_What you should do_
The string "lerp" may appear in lines of the listing. Report each line where it does.

── Data to process

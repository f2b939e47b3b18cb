use gyro_space::{GyroSpace, GyroSpaceError, OrientationContext, Sensitivity};
use nalgebra::Vector3;

const COUPLING_FACTOR: f32 = 0.075;

/// Routes one gyro sample to the frame picked by a numeric selector
/// (1 = Local, 2 = Player, 3 = World), as an input loop would.
fn process_gyro_input(
    context: &mut OrientationContext,
    raw_gyro: Vector3<f32>,
    sensitivity: Sensitivity,
    mode: u8,
) -> Result<Vector3<f32>, GyroSpaceError> {
    let gravity = context.gravity();
    let output = match GyroSpace::try_from(mode)? {
        GyroSpace::Local => context.transform_local(
            raw_gyro.x,
            raw_gyro.y,
            raw_gyro.z,
            sensitivity,
            COUPLING_FACTOR,
        ),
        GyroSpace::Player => {
            context.transform_player(raw_gyro.x, raw_gyro.y, raw_gyro.z, gravity, sensitivity)
        }
        GyroSpace::World => {
            context.transform_world(raw_gyro.x, raw_gyro.y, raw_gyro.z, gravity, sensitivity)
        }
    };
    Ok(output)
}

fn main() {
    env_logger::init();

    let mut context = OrientationContext::new();

    // replace with actual gyro (yaw, pitch, roll) data
    let raw_gyro = Vector3::new(10.0, 5.0, 3.0);
    let sensitivity = Sensitivity::new(1.0, 1.0, 1.0);

    for mode in [1, 2, 3, 4] {
        let transformed = process_gyro_input(&mut context, raw_gyro, sensitivity, mode)
            .unwrap_or_else(|err| {
                println!("Error: {err}");
                Vector3::zeros()
            });

        println!(
            "Mode {}: X: {:.3}, Y: {:.3}, Z: {:.3}",
            mode, transformed.x, transformed.y, transformed.z
        );
    }

    // Dynamic orientation picks the frame itself
    let dynamic = context.transform_dynamic(
        raw_gyro.x,
        raw_gyro.y,
        raw_gyro.z,
        sensitivity,
        COUPLING_FACTOR,
    );
    println!(
        "Dynamic: X: {:.3}, Y: {:.3}, Z: {:.3}",
        dynamic.x, dynamic.y, dynamic.z
    );
}
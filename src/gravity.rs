//! Gravity direction estimation from accelerometer and gyroscope samples

use log::{debug, warn};
use nalgebra::Vector3;

use crate::error::GyroSpaceError;
use crate::math::{DEFAULT_UP, Vector3Ext, lerp};

/// Running estimate of which way is "up" relative to the device
///
/// The accelerometer is low-drift but noisy and picks up linear acceleration;
/// integrating the gyroscope is smooth but drifts. Each update rotates the
/// estimate by the gyro delta and then pulls it toward the accelerometer
/// direction by a fusion factor, which bounds the error well enough to tell
/// an upright controller from a flat one.
///
/// The estimate is always a finite unit vector or exactly [`DEFAULT_UP`].
#[derive(Debug, Clone, Copy, PartialEq)]
pub struct GravityEstimator {
    gravity: Vector3<f32>,
}

impl GravityEstimator {
    /// Create an estimator holding the default up vector
    pub fn new() -> Self {
        Self { gravity: DEFAULT_UP }
    }

    /// Fuse one accelerometer sample and one gyro rotation into the estimate
    ///
    /// # Arguments
    /// * `accelerometer` - Raw accelerometer reading, any scale
    /// * `gyro_rotation` - Rotation since the last update, small-angle
    /// * `fusion_factor` - Blend weight toward the accelerometer in `[0, 1]`
    ///
    /// # Errors
    /// The estimate is left unchanged when `fusion_factor` is outside `[0, 1]`
    /// or any input component is non-finite. A blend that collapses to a
    /// near-zero vector resets the estimate to the default and reports
    /// [`GyroSpaceError::DegenerateVector`].
    ///
    /// # Example
    /// ```
    /// use nalgebra::Vector3;
    /// use gyro_space::GravityEstimator;
    ///
    /// let mut estimator = GravityEstimator::new();
    /// estimator
    ///     .update(Vector3::new(0.0, 0.0, 9.81), Vector3::zeros(), 0.1)
    ///     .unwrap();
    /// assert!(estimator.gravity().z > 0.0);
    /// ```
    pub fn update(
        &mut self,
        accelerometer: Vector3<f32>,
        gyro_rotation: Vector3<f32>,
        fusion_factor: f32,
    ) -> Result<(), GyroSpaceError> {
        if !(0.0..=1.0).contains(&fusion_factor) {
            warn!("fusion factor {} outside [0, 1], gravity update skipped", fusion_factor);
            return Err(GyroSpaceError::InvalidFusionFactor(fusion_factor));
        }
        if !accelerometer.is_all_finite() || !gyro_rotation.is_all_finite() {
            warn!("non-finite sensor sample, gravity update skipped");
            return Err(GyroSpaceError::NonFiniteSample);
        }

        let accelerometer_normalized = accelerometer.safe_normalize();

        // First-order rotation: g + ω × g
        let rotated = self.gravity + gyro_rotation.cross(&self.gravity);

        let blended = lerp(rotated, accelerometer_normalized, fusion_factor);
        match blended.try_normalize_checked() {
            Ok(gravity) => {
                self.gravity = gravity;
                Ok(())
            }
            Err(GyroSpaceError::DegenerateVector) => {
                warn!("gravity blend is degenerate, resetting to default up");
                self.gravity = DEFAULT_UP;
                Err(GyroSpaceError::DegenerateVector)
            }
            Err(_) => {
                warn!("gravity blend overflowed, resetting to default up");
                self.gravity = DEFAULT_UP;
                Err(GyroSpaceError::NonFiniteGravity)
            }
        }
    }

    /// Manually override the estimate
    ///
    /// A non-finite component resets to [`DEFAULT_UP`]. A vector shorter than
    /// [`crate::EPSILON`] is implausible and the previous estimate is retained.
    pub fn set(&mut self, x: f32, y: f32, z: f32) -> Result<(), GyroSpaceError> {
        let candidate = Vector3::new(x, y, z);
        if !candidate.is_all_finite() {
            warn!("gravity vector contains non-finite values, resetting to default up");
            self.gravity = DEFAULT_UP;
            return Err(GyroSpaceError::NonFiniteGravity);
        }

        self.gravity = match candidate.try_normalize_checked() {
            Ok(gravity) => gravity,
            Err(err) => {
                warn!("gravity vector magnitude too small, retaining previous value");
                return Err(err);
            }
        };
        debug!("gravity set to {:?}", self.gravity.as_slice());
        Ok(())
    }

    /// Current estimate
    pub fn gravity(&self) -> Vector3<f32> {
        self.gravity
    }

    /// Force the estimate back to the default up vector
    pub fn reset(&mut self) {
        debug!("gravity reset to default up");
        self.gravity = DEFAULT_UP;
    }
}

impl Default for GravityEstimator {
    fn default() -> Self {
        Self::new()
    }
}
//! Replays recorded controller motion through the gyro space pipeline
//!
//! Each sample updates the gravity estimate and is then transformed with
//! dynamic orientation, so the output switches from player space to world
//! space as the controller is tipped flat.
//!
//! Features demonstrated:
//! - Gravity fusion from accelerometer and gyroscope
//! - Custom settings configuration
//! - Smoothed tilt factor monitoring
//! - Plots of gravity, tilt and camera deltas
//!
//! Run with: `cargo run --example replay`

use gyro_space::{GyroSpaceSettings, OrientationContext, Sensitivity, TransformSettings};
use nalgebra::Vector3;
use plotters::coord::types::RangedCoordf32;
use plotters::prelude::*;
use serde::Deserialize;
use std::error::Error;

#[derive(Debug, Deserialize)]
struct SensorData {
    #[serde(rename = "Time (s)")]
    time: f32,
    #[serde(rename = "Gyroscope X (deg/s)")]
    gyro_x: f32,
    #[serde(rename = "Gyroscope Y (deg/s)")]
    gyro_y: f32,
    #[serde(rename = "Gyroscope Z (deg/s)")]
    gyro_z: f32,
    #[serde(rename = "Accelerometer X (g)")]
    accel_x: f32,
    #[serde(rename = "Accelerometer Y (g)")]
    accel_y: f32,
    #[serde(rename = "Accelerometer Z (g)")]
    accel_z: f32,
}

struct TickOutput {
    gravity: Vector3<f32>,
    tilt: f32,
    delta: Vector3<f32>,
}

fn main() -> Result<(), Box<dyn Error>> {
    env_logger::init();
    println!("Gyro space replay - dynamic orientation over recorded motion");

    let mut reader = csv::Reader::from_path("testdata/controller_motion.csv")?;
    let mut sensor_data = Vec::new();
    for result in reader.deserialize() {
        let record: SensorData = result?;
        sensor_data.push(record);
    }

    let settings = GyroSpaceSettings {
        transform: TransformSettings {
            coupling_factor: 0.075,
            ..Default::default()
        },
        sensitivity: Sensitivity::new(1.0, 1.0, 1.0),
        fusion_factor: 0.05,
    };
    let mut context = OrientationContext::with_settings(settings);

    println!("Processing {} sensor samples...", sensor_data.len());

    let mut outputs = Vec::with_capacity(sensor_data.len());
    let mut previous_time = 0.0;
    for (i, data) in sensor_data.iter().enumerate() {
        let delta_time = data.time - previous_time;
        previous_time = data.time;

        // Angle turned this tick, in degrees for the transforms and radians for fusion
        let gyro_delta = Vector3::new(data.gyro_x, data.gyro_y, data.gyro_z) * delta_time;
        let accelerometer = Vector3::new(data.accel_x, data.accel_y, data.accel_z);

        let gyro_rotation = gyro_delta.map(f32::to_radians);
        if let Err(err) = context.update_gravity_default(accelerometer, gyro_rotation) {
            println!("Sample {}: gravity update rejected: {}", i, err);
        }

        let delta = context.transform_dynamic(
            gyro_delta.y,
            gyro_delta.x,
            gyro_delta.z,
            settings.sensitivity,
            settings.transform.coupling_factor,
        );

        let output = TickOutput {
            gravity: context.gravity(),
            tilt: context.smoothed_tilt(),
            delta,
        };

        if i % 100 == 0 {
            println!(
                "Sample {}: gravity=({:.2},{:.2},{:.2}) tilt={:.2} delta=({:.3},{:.3},{:.3})",
                i,
                output.gravity.x,
                output.gravity.y,
                output.gravity.z,
                output.tilt,
                output.delta.x,
                output.delta.y,
                output.delta.z
            );
        }
        outputs.push(output);
    }

    println!("Generating plots...");
    create_plots(&sensor_data, &outputs)?;
    println!("✓ Plots saved to gyro_space_plots.png");
    Ok(())
}

/// Three panels: gravity estimate, smoothed tilt, camera deltas
fn create_plots(sensor_data: &[SensorData], outputs: &[TickOutput]) -> Result<(), Box<dyn Error>> {
    let root = BitMapBackend::new("gyro_space_plots.png", (1200, 900)).into_drawing_area();
    root.fill(&WHITE)?;
    let panels = root.split_evenly((3, 1));

    let time_end = sensor_data.last().map(|d| d.time).unwrap_or(1.0);
    let time_range = 0.0f32..time_end;

    let mut gravity_chart = ChartBuilder::on(&panels[0])
        .caption("Gravity estimate", ("sans-serif", 20))
        .margin(5)
        .y_label_area_size(50)
        .build_cartesian_2d(time_range.clone(), -1.1f32..1.1f32)?;
    gravity_chart.configure_mesh().draw()?;
    draw_component(&mut gravity_chart, sensor_data, outputs, |o| o.gravity.x, "X", &RED)?;
    draw_component(&mut gravity_chart, sensor_data, outputs, |o| o.gravity.y, "Y", &GREEN)?;
    draw_component(&mut gravity_chart, sensor_data, outputs, |o| o.gravity.z, "Z", &BLUE)?;
    gravity_chart.configure_series_labels().draw()?;

    let mut tilt_chart = ChartBuilder::on(&panels[1])
        .caption("Smoothed tilt factor", ("sans-serif", 20))
        .margin(5)
        .y_label_area_size(50)
        .build_cartesian_2d(time_range.clone(), -0.1f32..1.1f32)?;
    tilt_chart.configure_mesh().draw()?;
    draw_component(&mut tilt_chart, sensor_data, outputs, |o| o.tilt, "Tilt", &MAGENTA)?;
    tilt_chart.configure_series_labels().draw()?;

    let delta_limit = outputs
        .iter()
        .flat_map(|o| o.delta.iter().copied())
        .fold(0.1f32, |acc, v| acc.max(v.abs()))
        * 1.1;
    let mut delta_chart = ChartBuilder::on(&panels[2])
        .caption("Camera delta (deg)", ("sans-serif", 20))
        .margin(5)
        .x_label_area_size(40)
        .y_label_area_size(50)
        .build_cartesian_2d(time_range, -delta_limit..delta_limit)?;
    delta_chart.configure_mesh().x_desc("Time (s)").draw()?;
    draw_component(&mut delta_chart, sensor_data, outputs, |o| o.delta.x, "Yaw", &RED)?;
    draw_component(&mut delta_chart, sensor_data, outputs, |o| o.delta.y, "Pitch", &GREEN)?;
    draw_component(&mut delta_chart, sensor_data, outputs, |o| o.delta.z, "Roll", &BLUE)?;
    delta_chart.configure_series_labels().draw()?;

    root.present()?;
    Ok(())
}

fn draw_component(
    chart: &mut ChartContext<'_, BitMapBackend<'_>, Cartesian2d<RangedCoordf32, RangedCoordf32>>,
    sensor_data: &[SensorData],
    outputs: &[TickOutput],
    value: impl Fn(&TickOutput) -> f32,
    label: &str,
    color: &'static RGBColor,
) -> Result<(), Box<dyn Error>> {
    chart
        .draw_series(LineSeries::new(
            sensor_data
                .iter()
                .zip(outputs.iter())
                .map(|(d, o)| (d.time, value(o))),
            color,
        ))?
        .label(label)
        .legend(move |(x, y)| PathElement::new(vec![(x, y), (x + 10, y)], color));
    Ok(())
}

────

_Task result_
use crate::math::{DEFAULT_UP, Vector3Ext, lerp};
        let blended = lerp(rotated, accelerometer_normalized, fusion_factor);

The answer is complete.